You’re showing a bit of template code but the error doesn’t look related to that.
The error is saying there is a missing Controller
Controller class `Img` could not be found.
This is being thrown from ...cakephp\src\Controller\ControllerFactory.php. That and the stack trace suggest to me that you’re still trying to parse the Request.
Do you have an ImgController? I can see from the link in your template you have a Dogs controller…
I’m not sure how you’re getting a request to an Img controller but it doesn’t look like the template code is playing a role. Maybe some other Controller code is failing and redirecting in an unexpected way?
Right. So it’s the request from the browser to get the image…

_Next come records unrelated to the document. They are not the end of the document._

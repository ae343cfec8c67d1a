// SPDX-License-Identifier: Apache-2.0 OR MIT
// Copyright (c) 2025-2026 naskel.com

//! Initiator channel (spec §4.5): submit/retry/abort dispatch over a pool
//! of attached transports, grounded on [`rpc::client::ServiceClient`]'s
//! `DashMap`-keyed pending-request registry paired with `oneshot` reply
//! channels.

use std::sync::atomic::{AtomicU32, Ordering};

use dashmap::DashMap;
use tokio::sync::oneshot;

use crate::command::initiator::InitiatorCommandState;
use crate::error::{Error, TaskMgmtStatus};
use crate::exchange::{ExchangeId, ExchangeIdGenerator};
use crate::serial::{SerialNumber, SerialNumberGenerator};
use crate::slot::{InitiatorSlotTable, ReserveError, SlotFailure};
use crate::stats::{ChannelStats, StatsSnapshot};
use crate::transport::scheduler::{Candidate, Scheduler, SchedulerKind};
use crate::transport::TransportId;

/// What the caller must stamp on the wire and which transport to send it
/// over, returned by [`InitiatorChannel::submit`] and
/// [`InitiatorChannel::retry`].
#[derive(Debug, Clone, Copy, PartialEq, Eq)]
pub struct SubmitTicket {
    pub exchange_id: ExchangeId,
    pub slot_id: u32,
    pub slot_sn: SerialNumber,
    pub command_sn: SerialNumber,
    pub transport: TransportId,
}

/// What to send for a task-management (abort) request.
#[derive(Debug, Clone, Copy, PartialEq, Eq)]
pub struct AbortTicket {
    pub target_exchange_id: ExchangeId,
    pub target_command_sn: SerialNumber,
    pub target_slot_id: u32,
    pub target_slot_sn: SerialNumber,
    pub transport: TransportId,
}

/// Result of requesting an abort: either the command was never made
/// wire-visible and completed locally, or a TaskMgmt exchange must be sent.
#[derive(Debug)]
pub enum AbortOutcome {
    CompletedLocally,
    SendTaskMgmt(AbortTicket),
}

struct PendingCommand {
    slot_id: u32,
    slot_sn: SerialNumber,
    command_sn: SerialNumber,
    state: InitiatorCommandState,
    bound_transport: TransportId,
    completion: oneshot::Sender<Result<Vec<u8>, Error>>,
}

/// Initiator-side channel: owns the slot table, CommandSN sequence, the
/// pending-exchange registry, and transport scheduling for one direction
/// of a nexus.
pub struct InitiatorChannel {
    slots: InitiatorSlotTable,
    command_sn: SerialNumberGenerator,
    expected_command_sn: AtomicU32,
    maximum_command_sn: AtomicU32,
    exchange_ids: ExchangeIdGenerator,
    scheduler: Scheduler,
    pending: DashMap<ExchangeId, PendingCommand>,
    stats: ChannelStats,
}

impl InitiatorChannel {
    #[must_use]
    pub fn new(capacity: u32, scheduler_kind: SchedulerKind) -> Self {
        Self {
            slots: InitiatorSlotTable::new(capacity),
            command_sn: SerialNumberGenerator::default(),
            expected_command_sn: AtomicU32::new(0),
            maximum_command_sn: AtomicU32::new(capacity.saturating_sub(1)),
            exchange_ids: ExchangeIdGenerator::new(),
            scheduler: Scheduler::new(scheduler_kind),
            pending: DashMap::new(),
            stats: ChannelStats::new(),
        }
    }

    #[must_use]
    pub fn stats(&self) -> StatsSnapshot {
        self.stats.snapshot()
    }

    /// Reserve a slot, assign identity, and pick a transport for a new
    /// command. The caller is responsible for actually framing and sending
    /// the request; this only performs the bookkeeping side of Submit
    /// (spec §4.5 steps 2-5).
    pub fn submit(
        &self,
        candidates: &[Candidate],
    ) -> Result<(SubmitTicket, oneshot::Receiver<Result<Vec<u8>, Error>>), Error> {
        let exchange_id = self.exchange_ids.next();
        let (slot_id, slot_sn) = self
            .slots
            .reserve(exchange_id)
            .map_err(|ReserveError::Unavailable| Error::SlotTableExhausted)?;
        let Some(transport) = self.scheduler.choose(candidates) else {
            self.slots.rollback(slot_id);
            self.slots.confirm(slot_id);
            self.slots.release(slot_id);
            return Err(Error::SessionNotReady);
        };
        let command_sn = self.command_sn.next();

        let mut state = InitiatorCommandState::default();
        state = state.on_queued();
        state = state.on_dispatch();

        let (tx, rx) = oneshot::channel();
        self.pending.insert(
            exchange_id,
            PendingCommand {
                slot_id,
                slot_sn,
                command_sn,
                state,
                bound_transport: transport,
                completion: tx,
            },
        );
        self.stats.record_submitted();

        Ok((
            SubmitTicket {
                exchange_id,
                slot_id,
                slot_sn,
                command_sn,
                transport,
            },
            rx,
        ))
    }

    /// Reroute an in-flight command whose transport reset, over a newly
    /// chosen transport, keeping its ExchangeID and SlotSN unchanged
    /// (spec §4.5 Retry).
    pub fn retry(&self, exchange_id: ExchangeId, candidates: &[Candidate]) -> Option<SubmitTicket> {
        let mut entry = self.pending.get_mut(&exchange_id)?;
        let transport = self.scheduler.choose(candidates)?;
        entry.bound_transport = transport;
        self.stats.record_retry();
        Some(SubmitTicket {
            exchange_id,
            slot_id: entry.slot_id,
            slot_sn: entry.slot_sn,
            command_sn: entry.command_sn,
            transport,
        })
    }

    /// Request cancellation of a command (spec §4.5 Abort). [`submit`]
    /// assigns a slot and CommandSN synchronously before ever returning a
    /// ticket, so every exchange this channel still tracks is already
    /// wire-visible by the time a caller can name it; `CompletedLocally`
    /// only fires for an exchange this channel never held (already
    /// completed, or simply unknown), not a "not yet sent" one.
    pub fn abort(&self, exchange_id: ExchangeId) -> AbortOutcome {
        let Some(mut entry) = self.pending.get_mut(&exchange_id) else {
            return AbortOutcome::CompletedLocally;
        };
        entry.state = entry.state.on_abort_requested();
        self.stats.record_abort_requested();
        AbortOutcome::SendTaskMgmt(AbortTicket {
            target_exchange_id: exchange_id,
            target_command_sn: entry.command_sn,
            target_slot_id: entry.slot_id,
            target_slot_sn: entry.slot_sn,
            transport: entry.bound_transport,
        })
    }

    /// Refresh this channel's view of the peer's flow-control counters,
    /// carried on every response frame (spec §4.7 Response side effects).
    pub fn refresh_flow_control(&self, expected_command_sn: SerialNumber, maximum_command_sn: SerialNumber) {
        self.expected_command_sn
            .store(expected_command_sn.get(), Ordering::Release);
        self.maximum_command_sn
            .store(maximum_command_sn.get(), Ordering::Release);
    }

    /// Apply a normal CommandResponse: confirm and release the slot,
    /// advance the command's FSM to completion, and resolve its future
    /// (spec §4.5 Completion).
    pub fn complete(&self, exchange_id: ExchangeId, response: Vec<u8>) {
        let Some((_, mut entry)) = self.pending.remove(&exchange_id) else {
            return;
        };
        self.slots.confirm(entry.slot_id);
        self.slots.release(entry.slot_id);
        entry.state = entry.state.on_completed();
        self.stats.record_completed();
        let _ = entry.completion.send(Ok(response));
    }

    /// Apply a SlotFailure response: roll the slot back to its last
    /// confirmed SlotSN, release it, and propagate the error.
    pub fn fail_slot(&self, exchange_id: ExchangeId, failure: SlotFailure) {
        let Some((_, mut entry)) = self.pending.remove(&exchange_id) else {
            return;
        };
        self.slots.rollback(entry.slot_id);
        self.slots.confirm(entry.slot_id);
        self.slots.release(entry.slot_id);
        entry.state = entry.state.on_completed();
        self.stats.record_slot_failure_response();
        let _ = entry.completion.send(Err(Error::SlotFailure(failure)));
    }

    /// Apply a TaskMgmt response, translating its status into the
    /// command's user-visible result. `AbortedBeforeStart` and
    /// `AbortedSlotFailure` mean the peer never consumed the slot, so it
    /// rolls back; `AbortedAfterStart` and `AlreadyCompleted` mean the
    /// peer did act on it, so the slot confirms normally.
    pub fn complete_aborted(&self, exchange_id: ExchangeId, status: TaskMgmtStatus) {
        let Some((_, mut entry)) = self.pending.remove(&exchange_id) else {
            return;
        };
        match status {
            TaskMgmtStatus::AbortedBeforeStart | TaskMgmtStatus::AbortedSlotFailure => {
                self.slots.rollback(entry.slot_id);
                self.slots.confirm(entry.slot_id);
            }
            TaskMgmtStatus::AbortedAfterStart | TaskMgmtStatus::AlreadyCompleted => {
                self.slots.confirm(entry.slot_id);
            }
        }
        self.slots.release(entry.slot_id);
        entry.state = entry.state.on_completed();
        if status == TaskMgmtStatus::AbortedSlotFailure {
            self.stats.record_slot_failure_response();
        } else {
            self.stats.record_completed();
        }
        let _ = entry.completion.send(Err(Error::TaskMgmt(status)));
    }

    #[must_use]
    pub fn pending_count(&self) -> usize {
        self.pending.len()
    }
}

#[cfg(test)]
mod tests {
    use super::*;

    fn candidates() -> Vec<Candidate> {
        vec![Candidate {
            id: TransportId(1),
            queue_depth: 0,
        }]
    }

    #[test]
    fn submit_reserves_a_slot_and_picks_a_transport() {
        let channel = InitiatorChannel::new(4, SchedulerKind::RoundRobin);
        let (ticket, _rx) = channel.submit(&candidates()).unwrap();
        assert_eq!(ticket.slot_id, 0);
        assert_eq!(ticket.command_sn, SerialNumber::new(0));
        assert_eq!(channel.pending_count(), 1);
    }

    #[test]
    fn submit_without_candidates_rolls_back_and_frees_slot() {
        let channel = InitiatorChannel::new(4, SchedulerKind::RoundRobin);
        let err = channel.submit(&[]).unwrap_err();
        assert!(matches!(err, Error::SessionNotReady));
        // slot should be free again
        let (ticket, _rx) = channel.submit(&candidates()).unwrap();
        assert_eq!(ticket.slot_id, 0);
    }

    #[test]
    fn exhausted_slot_table_reports_slot_table_exhausted() {
        let channel = InitiatorChannel::new(1, SchedulerKind::RoundRobin);
        let (_ticket, _rx) = channel.submit(&candidates()).unwrap();
        let err = channel.submit(&candidates()).unwrap_err();
        assert!(matches!(err, Error::SlotTableExhausted));
    }

    #[tokio::test]
    async fn completion_resolves_the_future_and_frees_the_slot() {
        let channel = InitiatorChannel::new(1, SchedulerKind::RoundRobin);
        let (ticket, rx) = channel.submit(&candidates()).unwrap();
        channel.complete(ticket.exchange_id, b"ok".to_vec());
        assert_eq!(rx.await.unwrap().unwrap(), b"ok");
        // slot freed: a new submit reuses slot 0
        let (ticket2, _rx2) = channel.submit(&candidates()).unwrap();
        assert_eq!(ticket2.slot_id, 0);
    }

    #[tokio::test]
    async fn slot_failure_rolls_back_and_propagates_error() {
        let channel = InitiatorChannel::new(1, SchedulerKind::RoundRobin);
        let (ticket, rx) = channel.submit(&candidates()).unwrap();
        channel.fail_slot(ticket.exchange_id, SlotFailure::SlotFalseRetry);
        let result = rx.await.unwrap();
        assert!(matches!(result, Err(Error::SlotFailure(SlotFailure::SlotFalseRetry))));
    }

    #[test]
    fn retry_keeps_exchange_and_slot_identity() {
        let channel = InitiatorChannel::new(1, SchedulerKind::RoundRobin);
        let (ticket, _rx) = channel.submit(&candidates()).unwrap();
        let retried = channel.retry(ticket.exchange_id, &candidates()).unwrap();
        assert_eq!(retried.exchange_id, ticket.exchange_id);
        assert_eq!(retried.slot_sn, ticket.slot_sn);
        assert_eq!(retried.slot_id, ticket.slot_id);
    }

    #[test]
    fn abort_of_unknown_exchange_completes_locally() {
        let channel = InitiatorChannel::new(1, SchedulerKind::RoundRobin);
        let outcome = channel.abort(ExchangeId(999));
        assert!(matches!(outcome, AbortOutcome::CompletedLocally));
    }

    #[tokio::test]
    async fn abort_of_pending_command_sends_taskmgmt_and_completes_with_status() {
        let channel = InitiatorChannel::new(1, SchedulerKind::RoundRobin);
        let (ticket, rx) = channel.submit(&candidates()).unwrap();
        let outcome = channel.abort(ticket.exchange_id);
        assert!(matches!(outcome, AbortOutcome::SendTaskMgmt(_)));
        channel.complete_aborted(ticket.exchange_id, TaskMgmtStatus::AbortedBeforeStart);
        let result = rx.await.unwrap();
        assert!(matches!(
            result,
            Err(Error::TaskMgmt(TaskMgmtStatus::AbortedBeforeStart))
        ));
    }
}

The reason for that is not jumping out. Are there any clues in the page source from the browser? What does the link tag and its child image tag look like?

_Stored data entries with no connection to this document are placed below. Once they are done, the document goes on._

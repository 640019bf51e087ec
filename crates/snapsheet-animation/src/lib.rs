//! Settle animations for snapsheet
//!
//! Time-based height transitions with CSS-style easing curves. Nothing here
//! owns a clock: transitions are sampled at frame times supplied by the
//! host, which keeps them deterministic under test.

mod easing;
mod transition;

pub use easing::*;
pub use transition::*;

pub mod prelude {
    pub use crate::easing::Easing;
    pub use crate::transition::{AnimationSpec, HeightTransition};
}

That is the expected and intended behavior, nothing wrong with it. The default application template’s Apache rewrite rules will make Apache directly serve existing physical files, without actually hitting your application code.
In case no physical file exists, the rewrite rules will pass the request to the application, just like any other request, where the app will then try to look up plugin assets or match a route, and throw a 404 if neither exists, which is a signal for the client that no such file exists, neither a physical one, nor one served by application code.
If you don’t want these exceptions to be logged, then you can add the \Cake\Http\Exception\NotFoundException\Cake\Http\Exception\MissingControllerException to the error handler’s skipLog configuration. This should usually be exclusive to the production environment though.
Yeah, sorry, I copy-pasta’d the wrong name, of course it’s MissingControllerException.
There is no such distinction, a missing controller is a missing controller, no matter what kind of resource the client was possibly looking for. Having CakePHP try to guess what the resource might be would open a whole new can of worms that nobody wants do deal with.
You could of course create your own extended error handler that analyzes the request URL and skips exceptions based on that, but I’m not sure that it’s worth the hassle.
Personally I usually just skip MissingController/Action (or MissingRoute in case no fallback routes exist) and most Http exceptions for public apps in production, as otherwise the logs just get clogged with noise by all the bots visiting non-existent/protected endpoints.